WORK ORDER.
Only one stretch of the data below is needed. Output the lines from the one with "#[inline(always)]" up to and including the one with "let backend: KlogBackend", exactly as they stand.

RECORD EXCERPTS.
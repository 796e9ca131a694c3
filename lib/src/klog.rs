//! Kernel logging facade.
//!
//! All log output funnels through a single **backend** function pointer.
//! The backend is registered once by whichever output driver the embedding
//! kernel brings up (serial, framebuffer, log ring); until that happens,
//! log lines are dropped and counted so early subsystems can log freely
//! without an output path existing yet.
//!
//! # Backend contract
//!
//! The backend receives the pre-formatted arguments for a single log line
//! and must:
//!
//! 1. Write the formatted text atomically (no interleaving between CPUs).
//! 2. Append a trailing newline after the text.

use core::fmt;
use core::sync::atomic::{AtomicPtr, AtomicU8, AtomicUsize, Ordering};

#[repr(u8)]
#[derive(Clone, Copy, Debug, PartialEq, Eq)]
pub enum KlogLevel {
    Error = 0,
    Warn = 1,
    Info = 2,
    Debug = 3,
    Trace = 4,
}

impl KlogLevel {
    fn from_raw(raw: u8) -> Self {
        match raw {
            0 => KlogLevel::Error,
            1 => KlogLevel::Warn,
            2 => KlogLevel::Info,
            3 => KlogLevel::Debug,
            _ => KlogLevel::Trace,
        }
    }
}

static CURRENT_LEVEL: AtomicU8 = AtomicU8::new(KlogLevel::Info as u8);

/// Signature of a klog backend.
pub type KlogBackend = fn(fmt::Arguments<'_>);

/// Stored as a raw pointer; `null` means "no backend yet, drop the line".
static BACKEND: AtomicPtr<()> = AtomicPtr::new(core::ptr::null_mut());

/// Lines dropped because no backend was registered at the time.
static DROPPED: AtomicUsize = AtomicUsize::new(0);

#[inline(always)]
fn is_enabled(level: KlogLevel) -> bool {
    level as u8 <= CURRENT_LEVEL.load(Ordering::Relaxed)
}

/// Register the backend that receives all subsequent log lines.
///
/// Typically called once by the output driver during its initialisation.
pub fn klog_register_backend(backend: KlogBackend) {
    BACKEND.store(backend as *mut (), Ordering::Release);
}

pub fn klog_set_level(level: KlogLevel) {
    CURRENT_LEVEL.store(level as u8, Ordering::Relaxed);
}

pub fn klog_get_level() -> KlogLevel {
    KlogLevel::from_raw(CURRENT_LEVEL.load(Ordering::Relaxed))
}

pub fn is_enabled_level(level: KlogLevel) -> bool {
    is_enabled(level)
}

/// Number of log lines discarded before a backend was registered.
pub fn klog_dropped() -> usize {
    DROPPED.load(Ordering::Relaxed)
}

/// Emit a formatted log line at the given level.
///
/// The backend appends the trailing newline; callers should not include
/// one in the format string.
pub fn log_args(level: KlogLevel, args: fmt::Arguments<'_>) {
    if !is_enabled(level) {
        return;
    }
    let ptr = BACKEND.load(Ordering::Acquire);
    if ptr.is_null() {
        DROPPED.fetch_add(1, Ordering::Relaxed);
        return;
    }
    // SAFETY: `klog_register_backend` only stores valid `KlogBackend` fn
    // pointers, which have the same representation as `*mut ()` on all
    // supported targets.
    let backend: KlogBackend = unsafe { core::mem::transmute(ptr) };
    backend(args);
}

#[macro_export]
macro_rules! klog {
    ($level:expr, $($arg:tt)*) => {{
        $crate::klog::log_args($level, ::core::format_args!($($arg)*));
    }};
}

#[macro_export]
macro_rules! klog_error {
    ($($arg:tt)*) => {
        $crate::klog::log_args($crate::klog::KlogLevel::Error, ::core::format_args!($($arg)*))
    };
}

#[macro_export]
macro_rules! klog_warn {
    ($($arg:tt)*) => {
        $crate::klog::log_args($crate::klog::KlogLevel::Warn, ::core::format_args!($($arg)*))
    };
}

#[macro_export]
macro_rules! klog_info {
    ($($arg:tt)*) => {
        $crate::klog::log_args($crate::klog::KlogLevel::Info, ::core::format_args!($($arg)*))
    };
}

#[macro_export]
macro_rules! klog_debug {
    ($($arg:tt)*) => {
        $crate::klog::log_args($crate::klog::KlogLevel::Debug, ::core::format_args!($($arg)*))
    };
}

#[macro_export]
macro_rules! klog_trace {
    ($($arg:tt)*) => {
        $crate::klog::log_args($crate::klog::KlogLevel::Trace, ::core::format_args!($($arg)*))
    };
}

RESPONSE BOX.
#[inline(always)]
fn is_enabled(level: KlogLevel) -> bool {
    level as u8 <= CURRENT_LEVEL.load(Ordering::Relaxed)
}

/// Register the backend that receives all subsequent log lines.
///
/// Typically called once by the output driver during its initialisation.
pub fn klog_register_backend(backend: KlogBackend) {
    BACKEND.store(backend as *mut (), Ordering::Release);
}

pub fn klog_set_level(level: KlogLevel) {
    CURRENT_LEVEL.store(level as u8, Ordering::Relaxed);
}

pub fn klog_get_level() -> KlogLevel {
    KlogLevel::from_raw(CURRENT_LEVEL.load(Ordering::Relaxed))
}

pub fn is_enabled_level(level: KlogLevel) -> bool {
    is_enabled(level)
}

/// Number of log lines discarded before a backend was registered.
pub fn klog_dropped() -> usize {
    DROPPED.load(Ordering::Relaxed)
}

/// Emit a formatted log line at the given level.
///
/// The backend appends the trailing newline; callers should not include
/// one in the format string.
pub fn log_args(level: KlogLevel, args: fmt::Arguments<'_>) {
    if !is_enabled(level) {
        return;
    }
    let ptr = BACKEND.load(Ordering::Acquire);
    if ptr.is_null() {
        DROPPED.fetch_add(1, Ordering::Relaxed);
        return;
    }
    // SAFETY: `klog_register_backend` only stores valid `KlogBackend` fn
    // pointers, which have the same representation as `*mut ()` on all
    // supported targets.
    let backend: KlogBackend = unsafe { core::mem::transmute(ptr) };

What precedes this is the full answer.